Il protagonista principale è Angelo Alosi, 64enne con un curriculum criminale che risale al 1977. Da allora è stato arrestato e condannato più volte, anche per l’omicidio di un uomo trovato carbonizzato nelle campagne di Caselette (era il 1983).
Adesso è accusato di una rapina avvenuta il 1° giugno 2009 in lungo Dora Firenze, ricostruita in aula da Silvio Mele, colonnello dei carabinieri. All’epoca stava indagando sulla scomparsa di Rocco Vincenzo Ursini, affiliato alla ‘ndrangheta sparito nel nulla meno di due mesi prima.

L'auto di Ursini trovata settimane dopo la sua scomparsa
Per questo teneva sotto controllo alcuni telefoni “rilevanti”. Come quello di Renatino Macrì, parente di Ursini e mafioso di rango, e dei suoi parenti stretti: «Abbiamo ascoltato tale Giuseppe Lupo che telefonava alla sorella Teresa, moglie di Macrì - ripercorre Mele nella sua testimonianza - Le diceva che tre uomini lo avevano aspettato sotto casa, lo avevano aggredito e avevano fatto irruzione per prendere l’incasso del suo bar e una certa valigetta.
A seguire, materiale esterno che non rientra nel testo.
//! The supervisor side of the control protocol.
//!
//! `IngestionClient` drives a worker through the same POST-per-action contract that the
//! worker's control server serves, and `HttpTransport` is shared with the worker's report
//! sink which POSTs reports back to the supervisor.

use std::collections::HashMap;

use anyhow::{bail, Context, Result};
use bytes::Bytes;
use http::{Method, Request, StatusCode, Uri};
use hyper::client::HttpConnector;
use hyper::{Body, Client};
use prost::Message;

use crate::models::{
    IngestionAction, IngestionCommandType, IngestionComponentType, IngestionMetricsReport, IngestionStorageMetadata, IngestionTaskCommand, IngestionTaskReport,
    InitializationConfig, PartitionKey, ProcessShutdownCommand,
};
use crate::utils;

/// A non-200 answer from the remote end.
#[derive(Debug, thiserror::Error)]
#[error("request failed with status {status}: {body}")]
pub struct StatusError {
    pub status: StatusCode,
    pub body: String,
}

/// A minimal HTTP/1 transport for protobuf payloads.
#[derive(Clone)]
pub struct HttpTransport {
    client: Client<HttpConnector>,
    base: String,
}

impl HttpTransport {
    /// Create a new instance targeting the given base URL, e.g. `http://127.0.0.1:7000`.
    pub fn new(base: &str) -> Result<Self> {
        let base = base.trim_end_matches('/').to_string();
        let _uri: Uri = base.parse().with_context(|| format!("invalid base url {}", base))?;
        Ok(Self { client: Client::new(), base })
    }

    /// POST the given raw body to the given path, returning the body of a 200 response.
    pub async fn post_bytes(&self, path: &str, body: Vec<u8>) -> Result<Bytes> {
        let uri: Uri = format!("{}/{}", self.base, path.trim_start_matches('/'))
            .parse()
            .context("error building request uri")?;
        let req = Request::builder()
            .method(Method::POST)
            .uri(uri)
            .body(Body::from(body))
            .context("error building request")?;
        let res = self.client.request(req).await.context("error sending request")?;
        let status = res.status();
        let body = hyper::body::to_bytes(res.into_body()).await.context("error reading response body")?;
        if status != StatusCode::OK {
            bail!(StatusError {
                status,
                body: String::from_utf8_lossy(&body).into_owned(),
            });
        }
        Ok(body)
    }

    /// POST the given model to the given path, returning the body of a 200 response.
    pub async fn post<M: Message>(&self, path: &str, model: &M) -> Result<Bytes> {
        let body = utils::encode_model(model)?;
        self.post_bytes(path, body).await
    }

    /// POST the given model to the given path, decoding the response as `R`.
    pub async fn request<M: Message, R: Message + Default>(&self, path: &str, model: &M) -> Result<R> {
        let body = self.post(path, model).await?;
        utils::decode_model(&body)
    }
}

/// A client of an ingestion worker's control server.
#[derive(Clone)]
pub struct IngestionClient {
    transport: HttpTransport,
}

impl IngestionClient {
    /// Create a client of the worker listening on the given local port.
    pub fn new(port: u16) -> Result<Self> {
        Self::with_base(&format!("http://127.0.0.1:{}", port))
    }

    /// Create a client of the worker at the given base URL.
    pub fn with_base(base: &str) -> Result<Self> {
        Ok(Self {
            transport: HttpTransport::new(base)?,
        })
    }

    /// Initialize the worker with the given aggregated configs.
    pub async fn init(&self, aggregated_configs: HashMap<String, String>) -> Result<()> {
        let payload = InitializationConfig { aggregated_configs };
        self.transport
            .post(IngestionAction::Init.path_segment(), &payload)
            .await
            .context("error initializing ingestion worker")?;
        Ok(())
    }

    /// Execute a command against the given partition.
    pub async fn command(&self, command_type: IngestionCommandType, key: &PartitionKey) -> Result<IngestionTaskReport> {
        let mut command = IngestionTaskCommand {
            topic_name: key.resource.name(),
            partition_id: key.partition as i32,
            ..Default::default()
        };
        command.set_command_type(command_type);
        self.send_command(&command).await
    }

    /// Execute the given raw command.
    pub async fn send_command(&self, command: &IngestionTaskCommand) -> Result<IngestionTaskReport> {
        self.transport
            .request(IngestionAction::Command.path_segment(), command)
            .await
            .with_context(|| format!("error executing command {} on {}/{}", command.command_type, command.topic_name, command.partition_id))
    }

    /// Fetch the worker's current metrics.
    pub async fn metric(&self) -> Result<IngestionMetricsReport> {
        self.transport
            .post_bytes(IngestionAction::Metric.path_segment(), vec![])
            .await
            .and_then(|body| utils::decode_model(&body))
            .context("error fetching worker metrics")
    }

    /// Let the worker know that its supervisor is alive.
    pub async fn heartbeat(&self) -> Result<()> {
        self.transport
            .post_bytes(IngestionAction::Heartbeat.path_segment(), vec![])
            .await
            .context("error sending heartbeat")?;
        Ok(())
    }

    /// Apply a storage metadata update on the worker.
    pub async fn update_metadata(&self, metadata: &IngestionStorageMetadata) -> Result<IngestionTaskReport> {
        self.transport
            .request(IngestionAction::UpdateMetadata.path_segment(), metadata)
            .await
            .context("error updating worker storage metadata")
    }

    /// Shutdown one component of the worker.
    pub async fn shutdown_component(&self, component: IngestionComponentType) -> Result<IngestionTaskReport> {
        let mut command = ProcessShutdownCommand::default();
        command.set_component_type(component);
        self.transport
            .request(IngestionAction::ShutdownComponent.path_segment(), &command)
            .await
            .with_context(|| format!("error shutting down worker component {:?}", component))
    }
}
Ci è sembrato strano, anche perché i rapinatori avevano una serie di informazioni sulla casa».
L’ipotesi degli investigatori è che la valigetta fosse piena di soldi e fosse proprio di Renatino Macrì. Di certo c’è che i rapinatori sono rimasti a lungo senza nome, nonostante uno di loro avesse “dimenticato” un cappellino nell’appartamento. C’erano anche delle tracce di Dna ma non saltò fuori nulla: «Il 23 dicembre 2019 avevamo arrestato Alosi mentre stava per fare un sequestro di persona a scopo di rapina - ripercorre il commissario Luca Zagato, allora alla sezione antirapina della Squadra mobile - Nel 2017, otto anni dopo, Alosi è stato scarcerato, gli hanno prelevato il Dna e nel 2022 la polizia scientifica ci ha mandato il riscontro: corrispondeva a quello trovato nel cappellino della rapina di lungo Dora Firenze».
Per questo si è arrivati al processo dopo 15 anni, la chiusura del cerchio. Ma Alosi, libero e presente ieri in aula, nega tutto: «Non è uno dei rapinatori - è convinto il suo avvocato, Stefania Rizzo - Abbiamo prodotto la documentazione medica di aprile 2009 in cui si dà atto che quel giorno Alosi ha avuto un incidente in moto».